Corridor of Storms Read online




  PART I.

  SPIRIT WALKERS

  “In the beginning, when the land was one land, when the People were one people, before Father Above made the darkness that ate the sun, before Mother Below gave birth to the ice spirits that grew to cover the mountains, the wanawut was born to hunt the children of First Man and First Woman to follow them as we now follow the great herds, to feed upon the People even as the People feed upon the meat and blood of mammoth and caribou and bison. For this alone was the wanawut born: to teach the People the meaning of fear.”

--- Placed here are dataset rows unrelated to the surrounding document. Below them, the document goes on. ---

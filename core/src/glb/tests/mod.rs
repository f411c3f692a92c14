use std::io::Cursor;

use image::{ImageBuffer, ImageFormat, Rgb, Rgba};
use serde_json::{Map, Value, json};

use super::write_container;


/// Encode a solid-colour RGBA PNG.
pub(crate) fn png_bytes(width: u32, height: u32) -> Vec<u8> {
    let img = ImageBuffer::from_pixel(width, height, Rgba([200u8, 40, 90, 255]));
    let mut out = Vec::new();
    img.write_to(&mut Cursor::new(&mut out), ImageFormat::Png)
        .expect("png encode");
    out
}

/// Encode a solid-colour RGB JPEG.
pub(crate) fn jpeg_bytes(width: u32, height: u32) -> Vec<u8> {
    let img = ImageBuffer::from_pixel(width, height, Rgb([30u8, 160, 220]));
    let mut out = Vec::new();
    img.write_to(&mut Cursor::new(&mut out), ImageFormat::Jpeg)
        .expect("jpeg encode");
    out
}

/// Builds small single-buffer containers for scenario tests.
///
/// Views are laid out in call order when the container is built. Without
/// [`GlbBuilder::aligned`] they are packed back to back, which is exactly what
/// a default rebuild produces.
#[derive(Default)]
pub(crate) struct GlbBuilder {
    payloads: Vec<Vec<u8>>,
    images: Vec<Value>,
    textures: Vec<Value>,
    extensions: Map<String, Value>,
    align_views: bool,
}

impl GlbBuilder {
    pub(crate) fn new() -> Self {
        Self::default()
    }

    /// Start every view on a 4-byte boundary.
    pub(crate) fn aligned(mut self) -> Self {
        self.align_views = true;
        self
    }

    fn push_view(&mut self, bytes: &[u8]) -> usize {
        self.payloads.push(bytes.to_vec());
        self.payloads.len() - 1
    }

    /// Lay out every payload: the bufferView entries and the raw block.
    fn layout(&self) -> (Vec<Value>, Vec<u8>) {
        let mut bin = Vec::new();
        let mut views = Vec::with_capacity(self.payloads.len());
        for payload in &self.payloads {
            if self.align_views {
                while bin.len() % 4 != 0 {
                    bin.push(0);
                }
            }
            views.push(json!({
                "buffer": 0,
                "byteOffset": bin.len(),
                "byteLength": payload.len(),
            }));
            bin.extend_from_slice(payload);
        }
        (views, bin)
    }

    /// Embedded image with a declared MIME type.
    pub(crate) fn image(mut self, bytes: &[u8], mime_type: &str) -> Self {
        let view = self.push_view(bytes);
        self.images.push(json!({ "bufferView": view, "mimeType": mime_type }));
        self
    }

    /// Embedded image with a declared MIME type and an image-level name.
    pub(crate) fn named_image(mut self, bytes: &[u8], mime_type: &str, name: &str) -> Self {
        let view = self.push_view(bytes);
        self.images
            .push(json!({ "bufferView": view, "mimeType": mime_type, "name": name }));
        self
    }

    /// Embedded image without a `mimeType` field.
    pub(crate) fn untyped_image(mut self, bytes: &[u8]) -> Self {
        let view = self.push_view(bytes);
        self.images.push(json!({ "bufferView": view }));
        self
    }

    /// Image that reuses an existing bufferView.
    pub(crate) fn image_on_view(mut self, view: usize, mime_type: &str) -> Self {
        self.images.push(json!({ "bufferView": view, "mimeType": mime_type }));
        self
    }

    /// Image referencing an external file.
    pub(crate) fn uri_image(mut self, uri: &str) -> Self {
        self.images.push(json!({ "uri": uri }));
        self
    }

    /// Texture sampling image `source`.
    pub(crate) fn texture(mut self, source: usize, name: Option<&str>) -> Self {
        let mut texture = json!({ "source": source });
        if let Some(name) = name {
            texture["name"] = Value::from(name);
        }
        self.textures.push(texture);
        self
    }

    /// Non-image data such as vertex attributes.
    pub(crate) fn raw_view(mut self, bytes: &[u8]) -> Self {
        self.push_view(bytes);
        self
    }

    /// Top-level extension block carried through untouched.
    pub(crate) fn extension(mut self, name: &str, value: Value) -> Self {
        self.extensions.insert(name.to_owned(), value);
        self
    }

    /// The structural document this builder describes.
    pub(crate) fn document(&self) -> Value {
        let (views, bin) = self.layout();
        let mut doc = json!({
            "asset": { "version": "2.0", "generator": "glb-fixture" },
            "buffers": [{ "byteLength": bin.len() }],
        });
        if !views.is_empty() {
            doc["bufferViews"] = Value::Array(views);
        }
        if !self.images.is_empty() {
            doc["images"] = Value::Array(self.images.clone());
        }
        if !self.textures.is_empty() {
            doc["textures"] = Value::Array(self.textures.clone());
        }
        if !self.extensions.is_empty() {
            let used: Vec<Value> = self.extensions.keys().cloned().map(Value::from).collect();
            doc["extensionsUsed"] = Value::Array(used);
            doc["extensions"] = Value::Object(self.extensions.clone());
        }
        doc
    }

    /// The unpadded raw block.
    pub(crate) fn bin(&self) -> Vec<u8> {
        self.layout().1
    }

    /// Serialize into a binary container.
    pub(crate) fn build(&self) -> Vec<u8> {
        let json = serde_json::to_vec(&self.document()).expect("serialize fixture");
        write_container(&json, &self.bin()).expect("assemble fixture")
    }
}

/// Read the `(byteOffset, byteLength)` pairs of every bufferView.
pub(crate) fn view_ranges(doc: &Value) -> Vec<(u64, u64)> {
    doc["bufferViews"]
        .as_array()
        .map(|views| {
            views
                .iter()
                .map(|view| {
                    (
                        view["byteOffset"].as_u64().unwrap_or(0),
                        view["byteLength"].as_u64().unwrap_or(0),
                    )
                })
                .collect()
        })
        .unwrap_or_default()
}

  The words of the magic man flowed into the night, into the wind that licked the perimeters of the communal fire, teasing the flames with its cold breath, circling the encampment like a stalking, invisible predator, and chilling the fur-clad people who were gathered into a circle. His words reminded them that although they were bundled close together, spears at hand and daggers ready, and swathed in their many-layered garments of skins and fur their faces painted with ash to make them appear bold they were nevertheless small and frightened and vulnerable beneath the vast and savage Arctic sky.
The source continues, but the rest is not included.